### EXERCISE OBJECTIVE
In the records that follow, show each line where the word "grown" is present.

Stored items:

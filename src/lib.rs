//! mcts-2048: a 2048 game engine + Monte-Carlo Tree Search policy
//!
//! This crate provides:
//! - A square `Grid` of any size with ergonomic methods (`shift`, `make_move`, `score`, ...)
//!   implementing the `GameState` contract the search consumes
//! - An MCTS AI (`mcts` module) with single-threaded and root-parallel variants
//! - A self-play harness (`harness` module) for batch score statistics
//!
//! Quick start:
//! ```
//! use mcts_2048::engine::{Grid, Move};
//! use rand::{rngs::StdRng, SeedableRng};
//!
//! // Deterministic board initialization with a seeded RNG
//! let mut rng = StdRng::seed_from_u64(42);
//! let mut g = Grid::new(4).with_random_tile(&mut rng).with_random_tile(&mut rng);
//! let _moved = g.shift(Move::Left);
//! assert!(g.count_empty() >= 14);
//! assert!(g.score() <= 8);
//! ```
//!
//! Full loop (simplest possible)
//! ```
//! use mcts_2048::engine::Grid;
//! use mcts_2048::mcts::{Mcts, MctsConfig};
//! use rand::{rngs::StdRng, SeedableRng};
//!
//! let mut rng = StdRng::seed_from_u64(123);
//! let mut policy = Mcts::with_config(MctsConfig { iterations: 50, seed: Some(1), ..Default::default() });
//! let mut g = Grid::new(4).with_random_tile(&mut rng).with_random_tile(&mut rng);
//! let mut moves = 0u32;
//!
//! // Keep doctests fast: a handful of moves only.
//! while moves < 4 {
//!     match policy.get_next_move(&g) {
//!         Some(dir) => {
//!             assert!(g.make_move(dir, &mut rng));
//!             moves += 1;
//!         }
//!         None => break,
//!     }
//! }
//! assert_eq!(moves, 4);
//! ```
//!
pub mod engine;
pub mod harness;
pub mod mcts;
==
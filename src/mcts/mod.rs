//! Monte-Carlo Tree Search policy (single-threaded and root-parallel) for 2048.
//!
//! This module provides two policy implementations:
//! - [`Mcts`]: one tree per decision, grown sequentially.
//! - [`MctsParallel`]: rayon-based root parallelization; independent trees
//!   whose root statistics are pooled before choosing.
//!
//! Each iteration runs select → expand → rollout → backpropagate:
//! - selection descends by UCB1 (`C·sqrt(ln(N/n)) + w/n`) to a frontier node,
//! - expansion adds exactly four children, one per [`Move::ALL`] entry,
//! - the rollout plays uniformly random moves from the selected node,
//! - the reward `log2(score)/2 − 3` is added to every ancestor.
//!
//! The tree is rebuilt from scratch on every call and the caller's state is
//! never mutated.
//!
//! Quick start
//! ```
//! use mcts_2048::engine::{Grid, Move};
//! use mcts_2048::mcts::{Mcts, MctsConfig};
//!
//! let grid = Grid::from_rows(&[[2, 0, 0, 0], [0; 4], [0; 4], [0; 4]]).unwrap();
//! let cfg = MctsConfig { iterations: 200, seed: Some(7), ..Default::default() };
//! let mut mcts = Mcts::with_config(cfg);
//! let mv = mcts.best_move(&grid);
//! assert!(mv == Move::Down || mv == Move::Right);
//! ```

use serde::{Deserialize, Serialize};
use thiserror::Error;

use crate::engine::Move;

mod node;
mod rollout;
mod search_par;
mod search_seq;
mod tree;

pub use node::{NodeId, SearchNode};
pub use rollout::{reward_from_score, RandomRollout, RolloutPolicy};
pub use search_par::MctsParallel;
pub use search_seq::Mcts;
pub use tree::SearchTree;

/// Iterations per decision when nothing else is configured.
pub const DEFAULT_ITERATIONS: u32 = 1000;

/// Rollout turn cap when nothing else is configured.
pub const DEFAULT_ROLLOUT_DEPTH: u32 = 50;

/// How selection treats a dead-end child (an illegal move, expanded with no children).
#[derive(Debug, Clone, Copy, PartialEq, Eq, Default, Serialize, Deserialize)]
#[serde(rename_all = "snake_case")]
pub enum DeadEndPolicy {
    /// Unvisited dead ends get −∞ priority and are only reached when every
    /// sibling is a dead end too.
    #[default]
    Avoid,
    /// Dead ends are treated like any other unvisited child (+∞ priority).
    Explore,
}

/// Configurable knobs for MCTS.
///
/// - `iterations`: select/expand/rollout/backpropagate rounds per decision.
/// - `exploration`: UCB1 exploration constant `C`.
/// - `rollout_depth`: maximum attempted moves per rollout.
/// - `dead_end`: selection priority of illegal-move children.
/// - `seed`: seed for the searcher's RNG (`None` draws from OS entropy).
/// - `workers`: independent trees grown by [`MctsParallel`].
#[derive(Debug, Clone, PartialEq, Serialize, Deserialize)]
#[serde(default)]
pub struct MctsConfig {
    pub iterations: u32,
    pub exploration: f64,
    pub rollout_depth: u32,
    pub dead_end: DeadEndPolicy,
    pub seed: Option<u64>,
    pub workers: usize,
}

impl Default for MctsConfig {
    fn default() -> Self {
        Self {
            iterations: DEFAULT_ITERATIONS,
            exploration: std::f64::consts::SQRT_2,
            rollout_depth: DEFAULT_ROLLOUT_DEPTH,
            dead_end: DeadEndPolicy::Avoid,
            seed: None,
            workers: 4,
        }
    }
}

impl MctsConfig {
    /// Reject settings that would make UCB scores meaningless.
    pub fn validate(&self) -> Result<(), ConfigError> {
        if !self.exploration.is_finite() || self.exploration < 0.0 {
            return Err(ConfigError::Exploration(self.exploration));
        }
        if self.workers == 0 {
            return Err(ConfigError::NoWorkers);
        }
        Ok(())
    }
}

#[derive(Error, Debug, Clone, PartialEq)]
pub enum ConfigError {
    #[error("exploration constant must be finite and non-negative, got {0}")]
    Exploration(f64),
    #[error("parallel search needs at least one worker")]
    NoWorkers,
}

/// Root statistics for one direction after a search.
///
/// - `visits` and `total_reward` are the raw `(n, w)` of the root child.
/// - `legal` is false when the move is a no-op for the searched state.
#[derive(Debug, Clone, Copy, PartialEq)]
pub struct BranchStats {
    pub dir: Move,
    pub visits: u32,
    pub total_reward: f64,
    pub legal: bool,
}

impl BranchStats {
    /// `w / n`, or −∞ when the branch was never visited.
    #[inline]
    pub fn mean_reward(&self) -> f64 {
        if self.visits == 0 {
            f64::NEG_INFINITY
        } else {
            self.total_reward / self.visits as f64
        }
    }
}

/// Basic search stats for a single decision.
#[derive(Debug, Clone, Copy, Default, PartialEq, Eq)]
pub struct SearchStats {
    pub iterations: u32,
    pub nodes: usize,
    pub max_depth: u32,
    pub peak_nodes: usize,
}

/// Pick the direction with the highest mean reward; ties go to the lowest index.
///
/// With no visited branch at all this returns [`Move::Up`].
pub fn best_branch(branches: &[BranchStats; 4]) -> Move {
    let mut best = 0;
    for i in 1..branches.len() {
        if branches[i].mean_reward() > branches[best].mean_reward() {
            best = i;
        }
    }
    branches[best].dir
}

### SOLUTION
//! - [`Mcts`]: one tree per decision, grown sequentially.
/// - `workers`: independent trees grown by [`MctsParallel`].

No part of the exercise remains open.